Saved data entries
»»
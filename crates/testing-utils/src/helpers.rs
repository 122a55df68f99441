//! Test helper utilities

use std::time::Duration;

use chrono::{DateTime, Utc};
use tokio::time::sleep;

pub struct TestEnv;

impl TestEnv {
    /// Wait for a condition to be true with timeout
    pub async fn wait_for<F, Fut>(mut condition: F, timeout: Duration) -> bool
    where
        F: FnMut() -> Fut,
        Fut: std::future::Future<Output = bool>,
    {
        let start = std::time::Instant::now();

        while start.elapsed() < timeout {
            if condition().await {
                return true;
            }
            sleep(Duration::from_millis(20)).await;
        }

        false
    }
}

/// Parse an RFC 3339 timestamp, panicking on malformed test input
pub fn utc(s: &str) -> DateTime<Utc> {
    DateTime::parse_from_rfc3339(s)
        .unwrap_or_else(|e| panic!("invalid test timestamp {s}: {e}"))
        .with_timezone(&Utc)
}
««
= TASK ITEM =
Transcribe every line of the records, keeping each one exact.

= SOLUTION TO THE EXERCISE =
filename crates/testing-utils/src/helpers.rs
repository 122a55df68f99441
//! Test helper utilities

use std::time::Duration;

use chrono::{DateTime, Utc};
use tokio::time::sleep;

pub struct TestEnv;

impl TestEnv {
    /// Wait for a condition to be true with timeout
    pub async fn wait_for<F, Fut>(mut condition: F, timeout: Duration) -> bool
    where
        F: FnMut() -> Fut,
        Fut: std::future::Future<Output = bool>,
    {
        let start = std::time::Instant::now();

        while start.elapsed() < timeout {
            if condition().await {
                return true;
            }
            sleep(Duration::from_millis(20)).await;
        }

        false
    }
}

/// Parse an RFC 3339 timestamp, panicking on malformed test input
pub fn utc(s: &str) -> DateTime<Utc> {
    DateTime::parse_from_rfc3339(s)
        .unwrap_or_else(|e| panic!("invalid test timestamp {s}: {e}"))
        .with_timezone(&Utc)
}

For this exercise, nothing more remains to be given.